━━ Records provided

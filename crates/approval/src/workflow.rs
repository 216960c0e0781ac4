//! Routing exceptions to decisions.

use chrono::Utc;
use serde::{Deserialize, Serialize};
use thiserror::Error;

use gstflow_core::{DomainError, Entity, NormalizedRecord, RequestId, RunId};
use gstflow_exceptions::{Exception, ExceptionStatus};

use crate::request::{Actor, ApprovalRequest, ApprovalStatus, Decision, Outcome};
use crate::rules::RuleSet;
use crate::store::{DecisionStore, DecisionStoreError};

#[derive(Debug, Error, Clone, PartialEq, Eq)]
pub enum WorkflowError {
    #[error(transparent)]
    Store(#[from] DecisionStoreError),

    #[error(transparent)]
    Domain(#[from] DomainError),
}

/// What `submit` did with an exception.
#[derive(Debug, Clone, Copy, PartialEq, Eq)]
pub enum Submission {
    /// Already stored with its request (if any); nothing changed.
    Known,
    /// Stored; no approval needed.
    Recorded,
    /// Stored and routed; the request landed in this status.
    Routed(ApprovalStatus),
}

/// Per-run approval counts.
#[derive(Debug, Clone, Default, PartialEq, Eq, Serialize, Deserialize)]
pub struct ApprovalSummary {
    pub total: usize,
    pub pending: usize,
    pub escalated: usize,
    pub approved: usize,
    pub rejected: usize,
    pub auto_decided: usize,
}

#[derive(Debug, Clone)]
pub struct ApprovalWorkflow<S> {
    store: S,
    rules: RuleSet,
}

impl<S> ApprovalWorkflow<S> {
    pub fn new(store: S, rules: RuleSet) -> Self {
        Self { store, rules }
    }

    pub fn rules(&self) -> &RuleSet {
        &self.rules
    }

    pub fn store(&self) -> &S {
        &self.store
    }
}

impl<S> ApprovalWorkflow<S>
where
    S: DecisionStore,
{
    /// Persist an exception and, if it needs approval, open and pre-decide its
    /// request. Safe to repeat: known exceptions with a stored request are left
    /// alone, and a request missing after a crash is recreated.
    pub fn submit(
        &self,
        exception: Exception,
        record: Option<&NormalizedRecord>,
    ) -> Result<Submission, WorkflowError> {
        let inserted = self.store.append_exception(&exception)?;
        if !exception.requires_approval() {
            return Ok(if inserted { Submission::Recorded } else { Submission::Known });
        }

        let request_id = ApprovalRequest::id_for(exception.id());
        if !inserted && self.store.approval_request(&request_id)?.is_some() {
            return Ok(Submission::Known);
        }

        let mut request = ApprovalRequest::for_exception(&exception, record, Utc::now())?;
        self.pre_decide(&mut request)?;

        if self.store.append_approval_request(&request)? {
            tracing::info!(
                run_id = %request.run_id(),
                request_id = %request.id(),
                request_type = request.request_type().as_str(),
                status = ?request.status(),
                "approval request opened"
            );
        }
        self.sync_exceptions(&request)?;
        Ok(Submission::Routed(request.status()))
    }

    fn pre_decide(&self, request: &mut ApprovalRequest) -> Result<(), WorkflowError> {
        let facts = request.facts();
        let Some(rule) = self.rules.evaluate(&facts) else {
            request.mark_pending()?;
            return Ok(());
        };

        let notes = (!rule.description.is_empty()).then(|| rule.description.clone());
        let decision = Decision::new(rule.then.outcome(), Actor::rule(rule.id.clone()), notes);
        if let Err(err) = request.apply(decision) {
            tracing::warn!(
                request_id = %request.id(),
                rule_id = %rule.id,
                error = %err,
                "rule decision rejected; leaving request for a human"
            );
            request.mark_pending()?;
        }
        Ok(())
    }

    /// Record a decision on an open request.
    pub fn decide(
        &self,
        request_id: &RequestId,
        outcome: Outcome,
        actor: Actor,
        notes: Option<String>,
    ) -> Result<ApprovalRequest, WorkflowError> {
        let decision = Decision::new(outcome, actor, notes);
        let request = self.store.apply_decision(request_id, decision)?;
        tracing::info!(
            run_id = %request.run_id(),
            request_id = %request_id,
            status = ?request.status(),
            "approval decision recorded"
        );
        self.sync_exceptions(&request)?;
        Ok(request)
    }

    /// Bring the request's exceptions in line with its status.
    pub fn sync_exceptions(&self, request: &ApprovalRequest) -> Result<(), WorkflowError> {
        let target = match request.status() {
            ApprovalStatus::Approved => ExceptionStatus::Resolved,
            ApprovalStatus::Rejected => ExceptionStatus::Ignored,
            ApprovalStatus::Escalated => ExceptionStatus::Escalated,
            ApprovalStatus::New | ApprovalStatus::Pending => return Ok(()),
        };
        let (actor, notes, at) = match request.decisions().last() {
            Some(d) => (d.actor.to_string(), d.notes.clone(), d.decided_at),
            None => return Ok(()),
        };

        for exception_id in request.exception_ids() {
            let Some(mut exception) = self.store.exception(exception_id)? else {
                return Err(DecisionStoreError::NotFound(format!("exception {exception_id}")).into());
            };
            if exception.status() == target || !exception.status().can_transition_to(target) {
                continue;
            }
            exception.transition(target, actor.clone(), notes.clone(), at)?;
            self.store.update_exception(&exception)?;
        }
        Ok(())
    }

    /// Re-sync every request of a run; repairs a crash between deciding and syncing.
    pub fn reconcile(&self, run_id: RunId) -> Result<(), WorkflowError> {
        for request in self.store.approval_requests(run_id)? {
            self.sync_exceptions(&request)?;
        }
        Ok(())
    }

    pub fn pending(&self, run_id: RunId) -> Result<Vec<ApprovalRequest>, WorkflowError> {
        Ok(self.store.read_pending(run_id)?)
    }

    pub fn summary(&self, run_id: RunId) -> Result<ApprovalSummary, WorkflowError> {
        let mut summary = ApprovalSummary::default();
        for request in self.store.approval_requests(run_id)? {
            summary.total += 1;
            match request.status() {
                ApprovalStatus::New | ApprovalStatus::Pending => summary.pending += 1,
                ApprovalStatus::Escalated => summary.escalated += 1,
                ApprovalStatus::Approved => summary.approved += 1,
                ApprovalStatus::Rejected => summary.rejected += 1,
            }
            if request.status().is_decided() && request.auto_decided() {
                summary.auto_decided += 1;
            }
        }
        Ok(summary)
    }
}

━━━━

Your objective ->
Exactly as written, set down all of the material.

Solved exercise ->
filename crates/approval/src/workflow.rs
repository 216960c0e0781ac4
//! Routing exceptions to decisions.

use chrono::Utc;
use serde::{Deserialize, Serialize};
use thiserror::Error;

use gstflow_core::{DomainError, Entity, NormalizedRecord, RequestId, RunId};
use gstflow_exceptions::{Exception, ExceptionStatus};

use crate::request::{Actor, ApprovalRequest, ApprovalStatus, Decision, Outcome};
use crate::rules::RuleSet;
use crate::store::{DecisionStore, DecisionStoreError};

#[derive(Debug, Error, Clone, PartialEq, Eq)]
pub enum WorkflowError {
    #[error(transparent)]
    Store(#[from] DecisionStoreError),

    #[error(transparent)]
    Domain(#[from] DomainError),
}

/// What `submit` did with an exception.
#[derive(Debug, Clone, Copy, PartialEq, Eq)]
pub enum Submission {
    /// Already stored with its request (if any); nothing changed.
    Known,
    /// Stored; no approval needed.
    Recorded,
    /// Stored and routed; the request landed in this status.
    Routed(ApprovalStatus),
}

/// Per-run approval counts.
#[derive(Debug, Clone, Default, PartialEq, Eq, Serialize, Deserialize)]
pub struct ApprovalSummary {
    pub total: usize,
    pub pending: usize,
    pub escalated: usize,
    pub approved: usize,
    pub rejected: usize,
    pub auto_decided: usize,
}

#[derive(Debug, Clone)]
pub struct ApprovalWorkflow<S> {
    store: S,
    rules: RuleSet,
}

impl<S> ApprovalWorkflow<S> {
    pub fn new(store: S, rules: RuleSet) -> Self {
        Self { store, rules }
    }

    pub fn rules(&self) -> &RuleSet {
        &self.rules
    }

    pub fn store(&self) -> &S {
        &self.store
    }
}

impl<S> ApprovalWorkflow<S>
where
    S: DecisionStore,
{
    /// Persist an exception and, if it needs approval, open and pre-decide its
    /// request. Safe to repeat: known exceptions with a stored request are left
    /// alone, and a request missing after a crash is recreated.
    pub fn submit(
        &self,
        exception: Exception,
        record: Option<&NormalizedRecord>,
    ) -> Result<Submission, WorkflowError> {
        let inserted = self.store.append_exception(&exception)?;
        if !exception.requires_approval() {
            return Ok(if inserted { Submission::Recorded } else { Submission::Known });
        }

        let request_id = ApprovalRequest::id_for(exception.id());
        if !inserted && self.store.approval_request(&request_id)?.is_some() {
            return Ok(Submission::Known);
        }

        let mut request = ApprovalRequest::for_exception(&exception, record, Utc::now())?;
        self.pre_decide(&mut request)?;

        if self.store.append_approval_request(&request)? {
            tracing::info!(
                run_id = %request.run_id(),
                request_id = %request.id(),
                request_type = request.request_type().as_str(),
                status = ?request.status(),
                "approval request opened"
            );
        }
        self.sync_exceptions(&request)?;
        Ok(Submission::Routed(request.status()))
    }

    fn pre_decide(&self, request: &mut ApprovalRequest) -> Result<(), WorkflowError> {
        let facts = request.facts();
        let Some(rule) = self.rules.evaluate(&facts) else {
            request.mark_pending()?;
            return Ok(());
        };

        let notes = (!rule.description.is_empty()).then(|| rule.description.clone());
        let decision = Decision::new(rule.then.outcome(), Actor::rule(rule.id.clone()), notes);
        if let Err(err) = request.apply(decision) {
            tracing::warn!(
                request_id = %request.id(),
                rule_id = %rule.id,
                error = %err,
                "rule decision rejected; leaving request for a human"
            );
            request.mark_pending()?;
        }
        Ok(())
    }

    /// Record a decision on an open request.
    pub fn decide(
        &self,
        request_id: &RequestId,
        outcome: Outcome,
        actor: Actor,
        notes: Option<String>,
    ) -> Result<ApprovalRequest, WorkflowError> {
        let decision = Decision::new(outcome, actor, notes);
        let request = self.store.apply_decision(request_id, decision)?;
        tracing::info!(
            run_id = %request.run_id(),
            request_id = %request_id,
            status = ?request.status(),
            "approval decision recorded"
        );
        self.sync_exceptions(&request)?;
        Ok(request)
    }

    /// Bring the request's exceptions in line with its status.
    pub fn sync_exceptions(&self, request: &ApprovalRequest) -> Result<(), WorkflowError> {
        let target = match request.status() {
            ApprovalStatus::Approved => ExceptionStatus::Resolved,
            ApprovalStatus::Rejected => ExceptionStatus::Ignored,
            ApprovalStatus::Escalated => ExceptionStatus::Escalated,
            ApprovalStatus::New | ApprovalStatus::Pending => return Ok(()),
        };
        let (actor, notes, at) = match request.decisions().last() {
            Some(d) => (d.actor.to_string(), d.notes.clone(), d.decided_at),
            None => return Ok(()),
        };

        for exception_id in request.exception_ids() {
            let Some(mut exception) = self.store.exception(exception_id)? else {
                return Err(DecisionStoreError::NotFound(format!("exception {exception_id}")).into());
            };
            if exception.status() == target || !exception.status().can_transition_to(target) {
                continue;
            }
            exception.transition(target, actor.clone(), notes.clone(), at)?;
            self.store.update_exception(&exception)?;
        }
        Ok(())
    }

    /// Re-sync every request of a run; repairs a crash between deciding and syncing.
    pub fn reconcile(&self, run_id: RunId) -> Result<(), WorkflowError> {
        for request in self.store.approval_requests(run_id)? {
            self.sync_exceptions(&request)?;
        }
        Ok(())
    }

    pub fn pending(&self, run_id: RunId) -> Result<Vec<ApprovalRequest>, WorkflowError> {
        Ok(self.store.read_pending(run_id)?)
    }

    pub fn summary(&self, run_id: RunId) -> Result<ApprovalSummary, WorkflowError> {
        let mut summary = ApprovalSummary::default();
        for request in self.store.approval_requests(run_id)? {
            summary.total += 1;
            match request.status() {
                ApprovalStatus::New | ApprovalStatus::Pending => summary.pending += 1,
                ApprovalStatus::Escalated => summary.escalated += 1,
                ApprovalStatus::Approved => summary.approved += 1,
                ApprovalStatus::Rejected => summary.rejected += 1,
            }
            if request.status().is_decided() && request.auto_decided() {
                summary.auto_decided += 1;
            }
        }
        Ok(summary)
    }
}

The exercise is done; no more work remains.